Paryż, 9 listopada 1920
[Umowa zawarta pomiędzy Polską a Wolnem Miastem Gdańskiem celem wykonania i uzupełnienia polsko-gdańskiej konwencji z dnia 9 listopada 1920 r., Gdańsk 1921]
Z informacji w „Rzeczpospolitej”:
Pół roku temu delegacja z Ameryki przywiozła około 6 milionów marek [polskich], przeznaczonych na pomoc głównie dla warszawskich żydowskich handlarzy drobnych. Długi czas nie wiadomo było, gdzie te pieniądze się znajdują. Wreszcie udało się dowiedzieć, że są one w rozporządzeniu pana [Joszuy Heszela] Farbsteina. […] Można podejrzewać […], że zatrzymał te pieniądze, aby je rozdzielić w odpowiednim momencie, który będzie pomyślany, w celu agitowania przy pomocy pożyczek, na rzecz organizacji syjonistycznej. […]Żeby jednak nie dopuścić do interwencji, zebrał się wnet międzypartyjny komitet żydowski, który sprawę uregulował. Ale pozostaje fakt, że przez tyle miesięcy syjoniści „dusili” u siebie 6 milionów, czym wywołali bardzo obciążające uwagi części prasy żydowskiej.
Warszawa, 9 listopada 1920
[Afera 6-milionowa, „Rzeczpospolita” nr 146/1920]
Stanisław Karpiński (bankowiec) w dzienniku:
Biała armia Wrangla, następcy Denikina, rozbita przez bolszewików. Emigracja rosyjska wyrzuca nam przedwczesny rozejm. W Sejmie odbywają się walki zażarte, a nieraz ohydne, o Konstytucję. Jeśli ją nareszcie uchwalą, będzie to zasługa marszałka Trąmpczyńskiego. Rządy demokracji nie są łatwe.
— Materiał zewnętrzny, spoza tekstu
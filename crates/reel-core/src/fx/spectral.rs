//! Spectral band gain FX
//!
//! Audio passes through a windowed FFT analysis/resynthesis loop
//! ([`crate::dsp::SpectralEngine`]); bins inside the configured frequency
//! band are scaled before the inverse transform. One engine per channel
//! lives in per-target state, so the same FX on two targets keeps fully
//! independent FFT buffers.

use realfft::num_complex::Complex32;

use crate::dsp::{SpectralEngine, SpectrumEditor, Window};
use crate::frame::{AudioPayload, Frame};
use crate::param::{Param, ParamSpec};
use crate::source::MediaFormat;
use crate::target::TargetInfo;

use super::{CommandState, Cycle, RenderCommand, RenderError};

struct SpectralState {
    engines: Vec<SpectralEngine>,
    chan_in: Vec<f32>,
    chan_out: Vec<f32>,
}

/// Stateful spectral band gain
///
/// Parameters:
/// - `low`, `high`: band edges in Hz
/// - `band_gain`: multiplier applied to bins inside the band (0.0 removes
///   the band entirely)
/// - `window`: analysis window (rectangle / hann / hamming), read when the
///   target starts
///
/// The transform size is the next power of two of
/// `sample_rate / min_frequency`.
pub struct SpectralBandGainFx {
    min_frequency: f64,
    params: [Param; 4],
}

impl SpectralBandGainFx {
    /// `min_frequency` is the lowest frequency the analysis must resolve
    pub fn new(min_frequency: f64) -> Self {
        let params = [
            Param::new(ParamSpec::range("low", "Band low edge in Hz", 20.0, 20_000.0, 200.0)),
            Param::new(ParamSpec::range("high", "Band high edge in Hz", 20.0, 20_000.0, 2_000.0)),
            Param::new(ParamSpec::range("band_gain", "Gain inside the band", 0.0, 4.0, 1.0)),
            Param::new(ParamSpec::items(
                "window",
                "Analysis window",
                Window::NAMES.iter().map(|s| s.to_string()).collect(),
                1,
            )),
        ];
        Self { min_frequency, params }
    }

    fn window(&self) -> Window {
        Window::from_index(self.params[3].get_index())
    }
}

impl RenderCommand for SpectralBandGainFx {
    fn name(&self) -> &'static str {
        "spectral-band-gain"
    }

    fn params(&self) -> &[Param] {
        &self.params
    }

    fn make_state(&self, target: &TargetInfo) -> Option<CommandState> {
        match target.source.format {
            MediaFormat::Audio { sample_rate, channels } => {
                let window = self.window();
                let engines = (0..channels)
                    .map(|_| SpectralEngine::new(sample_rate, self.min_frequency, window))
                    .collect();
                Some(Box::new(SpectralState {
                    engines,
                    chan_in: Vec::new(),
                    chan_out: Vec::new(),
                }))
            }
            MediaFormat::Video { .. } => None,
        }
    }

    fn run(&self, cycle: &mut Cycle<'_>) -> Result<(), RenderError> {
        let audio = cycle
            .frame()
            .as_audio()
            .ok_or(RenderError::ExpectedAudio { command: self.name() })?
            .clone();
        let payout_time = cycle.frame().payout_time;

        let low = self.params[0].get();
        let high = self.params[1].get();
        let gain = self.params[2].get() as f32;
        let band_edit = move |bins: &mut [Complex32], bin_hz: f64| {
            for (i, bin) in bins.iter_mut().enumerate() {
                let freq = i as f64 * bin_hz;
                if freq >= low && freq <= high {
                    *bin = *bin * gain;
                }
            }
        };
        let editor: &dyn SpectrumEditor = &band_edit;

        let state = cycle.state::<SpectralState>("spectral-band-gain")?;

        let channels = audio.channels as usize;
        let instants = audio.len_per_channel();
        debug_assert_eq!(state.engines.len(), channels);

        state.chan_in.resize(instants, 0.0);
        state.chan_out.resize(instants, 0.0);
        let mut out = vec![0.0f32; audio.samples.len()];

        for (c, engine) in state.engines.iter_mut().enumerate().take(channels) {
            for i in 0..instants {
                state.chan_in[i] = audio.samples[i * channels + c];
            }
            engine.push_edited(&state.chan_in, Some(editor))?;
            engine.synthesize(&mut state.chan_out)?;
            for i in 0..instants {
                out[i * channels + c] = state.chan_out[i];
            }
        }

        let payload = AudioPayload::new(out, audio.channels, audio.sample_rate, audio.sample_offset);
        cycle.replace_frame(Frame::audio(payout_time, payload));
        Ok(())
    }
}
Warszawa, 10 listopada 1920
[Stanisław Karpiński, Pamiętnik dziesięciolecia 1915–1924, Warszawa 1931]
Mjr Kazimierz Świtalski (szef referatu polityczno-prasowego Naczelnego Wodza) w dzienniku:
Przy sposobności raportowania o nacisku [ministra spraw zagranicznych Eustachego] Sapiehy, by Żeligowskiemu wydać rozkaz nieobrzucania bombami Kowna czy Wiłkomierza, Komendant powiedział, że dotychczas tylko z naszej strony są deklaracje zgody na plebiscyt, zaprzestanie walki. Kowno milczy i dlatego ze strony czynników ententowych musi być na Kowno zrobiony nacisk. Inaczej my wiążemy się, a Litwini mają zupełnie wolną rękę. Z trzech czynników, wchodzących w grę: Warszawa, Kowno, Wilno – czynnikiem, który traktowany jest w tej chwili jako najsłabszy, jest Polska, wbrew istotnemu układowi sił. Dlatego, że gramy rolę słabych i skłonnych do ustępstw, na nas właśnie wywiera się największy nacisk. Rzecz ta musi być zmieniona.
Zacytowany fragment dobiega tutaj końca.